** MATERIAL PROVIDED follows **

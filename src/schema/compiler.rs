//! Schema compiler
//!
//! Turns raw, administrator-authored schema documents into canonical
//! [`FieldDescriptor`] trees. Compilation rules:
//!
//! - A field's identity is `handle`, falling back to `id` then `name`
//! - `label` defaults to the humanized handle
//! - `type` must be one of [`FIELD_TYPES`]
//! - `localized` is only legal on [`LOCALIZABLE_TYPES`]
//! - `relation.max` is `1` or nothing
//! - Handles are unique per nesting level, block types unique per layout
//! - Repeater/layout nesting is bounded by `max_depth`

use serde_json::{Map, Value};
use std::collections::HashSet;

use super::errors::{SchemaError, SchemaResult};
use super::types::{
    humanize, Block, FieldDescriptor, FieldKind, OptionSet, RelationSpec, Schema, FIELD_TYPES,
    LOCALIZABLE_TYPES, SCHEMA_KINDS,
};
use crate::config::EngineConfig;
use crate::observability::{Event, Logger};

/// Default bound on repeater/layout nesting.
pub const DEFAULT_MAX_NESTING_DEPTH: usize = 32;

/// Validates and canonicalizes schema definitions.
///
/// Stateless apart from its nesting limit; one instance may be shared.
#[derive(Debug, Clone)]
pub struct SchemaCompiler {
    max_depth: usize,
}

impl Default for SchemaCompiler {
    fn default() -> Self {
        Self {
            max_depth: DEFAULT_MAX_NESTING_DEPTH,
        }
    }
}

impl SchemaCompiler {
    pub fn new() -> Self {
        Self::default()
    }

    pub fn from_config(config: &EngineConfig) -> Self {
        Self {
            max_depth: config.max_nesting_depth,
        }
    }

    pub fn with_max_depth(max_depth: usize) -> Self {
        Self { max_depth }
    }

    pub fn max_depth(&self) -> usize {
        self.max_depth
    }

    /// Compiles a complete schema document `{handle, type, fields, settings}`.
    pub fn compile_schema(&self, payload: &Value) -> SchemaResult<Schema> {
        let result = self.compile_schema_inner(payload);
        match &result {
            Ok(schema) => {
                let count = schema.fields.len().to_string();
                Logger::info(
                    Event::SchemaCompiled.as_str(),
                    &[("schema", &schema.handle), ("fields", &count)],
                );
            }
            Err(err) => {
                let message = err.to_string();
                Logger::warn(
                    Event::SchemaRejected.as_str(),
                    &[("code", err.code()), ("reason", &message)],
                );
            }
        }
        result
    }

    fn compile_schema_inner(&self, payload: &Value) -> SchemaResult<Schema> {
        let obj = payload
            .as_object()
            .ok_or_else(|| SchemaError::InvalidDocument("must be an object".into()))?;

        let handle = non_empty_str(obj.get("handle"))
            .ok_or_else(|| SchemaError::InvalidDocument("handle is required".into()))?;

        let kind = obj.get("type").and_then(Value::as_str).unwrap_or_default();
        if !SCHEMA_KINDS.contains(&kind) {
            return Err(SchemaError::InvalidDocument(format!(
                "type must be one of: {}",
                SCHEMA_KINDS.join(", ")
            )));
        }

        let fields = match obj.get("fields") {
            None | Some(Value::Null) => Vec::new(),
            Some(Value::Array(items)) => self.compile_fields(items, "fields", 1)?,
            Some(_) => {
                return Err(SchemaError::InvalidDocument("fields must be a list".into()));
            }
        };

        let settings = match obj.get("settings") {
            None | Some(Value::Null) => Map::new(),
            Some(Value::Object(map)) => map.clone(),
            Some(_) => {
                return Err(SchemaError::InvalidDocument("settings must be a map".into()));
            }
        };

        Ok(Schema {
            handle: handle.to_string(),
            kind: kind.to_string(),
            fields,
            settings,
        })
    }

    /// Compiles a single field definition.
    pub fn compile_field(&self, input: &Value) -> SchemaResult<FieldDescriptor> {
        self.compile_field_at(input, "field", 1)
    }

    /// Compiles a sibling list, enforcing handle uniqueness.
    pub(crate) fn compile_fields(
        &self,
        items: &[Value],
        path: &str,
        depth: usize,
    ) -> SchemaResult<Vec<FieldDescriptor>> {
        let mut seen = HashSet::new();
        let mut fields = Vec::with_capacity(items.len());

        for (i, item) in items.iter().enumerate() {
            let item_path = format!("{}[{}]", path, i);
            let field = self.compile_field_at(item, &item_path, depth)?;
            if !seen.insert(field.handle.clone()) {
                return Err(SchemaError::duplicate_handle(item_path, field.handle));
            }
            fields.push(field);
        }

        Ok(fields)
    }

    fn compile_field_at(&self, input: &Value, path: &str, depth: usize) -> SchemaResult<FieldDescriptor> {
        if depth > self.max_depth {
            return Err(SchemaError::TooDeep {
                path: path.to_string(),
                limit: self.max_depth,
            });
        }

        let obj = input
            .as_object()
            .ok_or_else(|| SchemaError::invalid_field(path, "field definition must be an object"))?;

        let handle = ["handle", "id", "name"]
            .iter()
            .find_map(|key| non_empty_str(obj.get(*key)))
            .ok_or_else(|| SchemaError::invalid_field(path, "handle is required"))?
            .to_string();

        let label = non_empty_str(obj.get("label"))
            .map(str::to_string)
            .unwrap_or_else(|| humanize(&handle));

        let type_name = obj.get("type").and_then(Value::as_str).unwrap_or_default();
        if !FIELD_TYPES.contains(&type_name) {
            return Err(SchemaError::invalid_field(
                path,
                format!(
                    "type '{}' is not supported; allowed: {}",
                    type_name,
                    FIELD_TYPES.join(", ")
                ),
            ));
        }

        let required = flag(obj.get("required"));
        let localized = flag(obj.get("localized"));
        if localized && !LOCALIZABLE_TYPES.contains(&type_name) {
            return Err(SchemaError::invalid_field(
                path,
                format!("type '{}' cannot be localized", type_name),
            ));
        }

        let kind = self.compile_kind(type_name, obj, path, depth)?;

        Ok(FieldDescriptor {
            handle,
            label,
            kind,
            required,
            localized,
        })
    }

    fn compile_kind(
        &self,
        type_name: &str,
        obj: &Map<String, Value>,
        path: &str,
        depth: usize,
    ) -> SchemaResult<FieldKind> {
        let kind = match type_name {
            "text" => FieldKind::Text,
            "textarea" => FieldKind::Textarea,
            "richtext" => FieldKind::Richtext,
            "number" => FieldKind::Number,
            "boolean" => FieldKind::Boolean,
            "date" => FieldKind::Date,
            "datetime" => FieldKind::Datetime,
            "time" => FieldKind::Time,
            "json" => FieldKind::Json,
            "password" => FieldKind::Password,
            "slug" => FieldKind::Slug {
                source_field: non_empty_str(obj.get("source_field")).map(str::to_string),
            },
            "select" => FieldKind::Select {
                options: option_set(obj, path)?,
            },
            "radio" => FieldKind::Radio {
                options: option_set(obj, path)?,
            },
            "enum" => FieldKind::Enum {
                options: option_set(obj, path)?,
            },
            "color" => FieldKind::Color {
                options: option_set(obj, path)?,
            },
            "tags" => FieldKind::Tags {
                options: option_set(obj, path)?,
            },
            "asset" => FieldKind::Asset {
                allowed_kinds: string_list(obj.get("allowed_kinds"), path, "allowed_kinds")?,
            },
            "assets" => FieldKind::Assets {
                allowed_kinds: string_list(obj.get("allowed_kinds"), path, "allowed_kinds")?,
            },
            "relation" => FieldKind::Relation {
                relation: relation_spec(obj, path)?,
            },
            "repeater" => {
                let items = match obj.get("fields") {
                    None | Some(Value::Null) => &[][..],
                    Some(Value::Array(items)) => items.as_slice(),
                    Some(_) => {
                        return Err(SchemaError::invalid_field(path, "repeater fields must be a list"));
                    }
                };
                FieldKind::Repeater {
                    fields: self.compile_fields(items, &format!("{}.fields", path), depth + 1)?,
                }
            }
            "layout" => FieldKind::Layout {
                blocks: self.compile_blocks(obj.get("blocks"), path, depth)?,
            },
            other => {
                return Err(SchemaError::invalid_field(
                    path,
                    format!("type '{}' is not supported", other),
                ));
            }
        };

        Ok(kind)
    }

    fn compile_blocks(&self, raw: Option<&Value>, path: &str, depth: usize) -> SchemaResult<Vec<Block>> {
        let items = match raw {
            Some(Value::Array(items)) if !items.is_empty() => items,
            Some(Value::Array(_)) | None | Some(Value::Null) => {
                return Err(SchemaError::invalid_field(path, "layout requires at least one block"));
            }
            Some(_) => {
                return Err(SchemaError::invalid_field(path, "layout blocks must be a list"));
            }
        };

        let mut seen = HashSet::new();
        let mut blocks = Vec::with_capacity(items.len());

        for (i, item) in items.iter().enumerate() {
            let block_path = format!("{}.blocks[{}]", path, i);
            let block = self.compile_block(item, &block_path, depth)?;
            if !seen.insert(block.block_type.clone()) {
                return Err(SchemaError::duplicate_block(block_path, block.block_type));
            }
            blocks.push(block);
        }

        Ok(blocks)
    }

    fn compile_block(&self, raw: &Value, path: &str, depth: usize) -> SchemaResult<Block> {
        let obj = raw
            .as_object()
            .ok_or_else(|| SchemaError::invalid_block(path, "block definition must be an object"))?;

        let block_type = ["type", "handle"]
            .iter()
            .find_map(|key| non_empty_str(obj.get(*key)))
            .ok_or_else(|| SchemaError::invalid_block(path, "block type is required"))?
            .to_string();

        let label = non_empty_str(obj.get("label"))
            .map(str::to_string)
            .unwrap_or_else(|| humanize(&block_type));

        let fields = match obj.get("fields") {
            None | Some(Value::Null) => Vec::new(),
            Some(Value::Array(items)) => {
                self.compile_fields(items, &format!("{}.fields", path), depth + 1)?
            }
            Some(_) => return Err(SchemaError::invalid_block(path, "block fields must be a list")),
        };

        Ok(Block {
            block_type,
            label,
            fields,
        })
    }
}

fn non_empty_str(value: Option<&Value>) -> Option<&str> {
    value
        .and_then(Value::as_str)
        .map(str::trim)
        .filter(|s| !s.is_empty())
}

/// Reads a boolean flag; `1`/`"1"`/`"true"` count as set.
fn flag(value: Option<&Value>) -> bool {
    match value {
        Some(Value::Bool(b)) => *b,
        Some(Value::Number(n)) => n.as_i64() == Some(1),
        Some(Value::String(s)) => matches!(s.as_str(), "1" | "true"),
        _ => false,
    }
}

/// Accepts `options: {values: [...]}` or a bare `options: [...]`.
fn option_set(obj: &Map<String, Value>, path: &str) -> SchemaResult<OptionSet> {
    let raw = match obj.get("options") {
        Some(Value::Object(options)) => options.get("values"),
        other => other,
    };
    Ok(OptionSet::new(string_list(raw, path, "options.values")?))
}

fn string_list(value: Option<&Value>, path: &str, key: &str) -> SchemaResult<Vec<String>> {
    let items = match value {
        None | Some(Value::Null) => return Ok(Vec::new()),
        Some(Value::Array(items)) => items,
        Some(_) => {
            return Err(SchemaError::invalid_field(path, format!("{} must be a list", key)));
        }
    };

    items
        .iter()
        .map(|item| match item {
            Value::String(s) => Ok(s.clone()),
            Value::Number(n) => Ok(n.to_string()),
            _ => Err(SchemaError::invalid_field(
                path,
                format!("{} must contain only strings", key),
            )),
        })
        .collect()
}

fn relation_spec(obj: &Map<String, Value>, path: &str) -> SchemaResult<RelationSpec> {
    let relation = obj.get("relation").and_then(Value::as_object);

    let collection = relation
        .and_then(|r| non_empty_str(r.get("collection")))
        .ok_or_else(|| SchemaError::invalid_field(path, "relation.collection is required"))?;

    // Only the integer 1 means "single"; anything else is unbounded.
    let single = relation
        .and_then(|r| r.get("max"))
        .and_then(Value::as_i64)
        == Some(1);

    Ok(RelationSpec::new(collection, single.then_some(1)))
}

** End of MATERIAL PROVIDED **

- TASK BRIEF: Throughout the material above, count each line holding "config" and answer with the total alone.

- RESPONSE TO THIS TASK: 3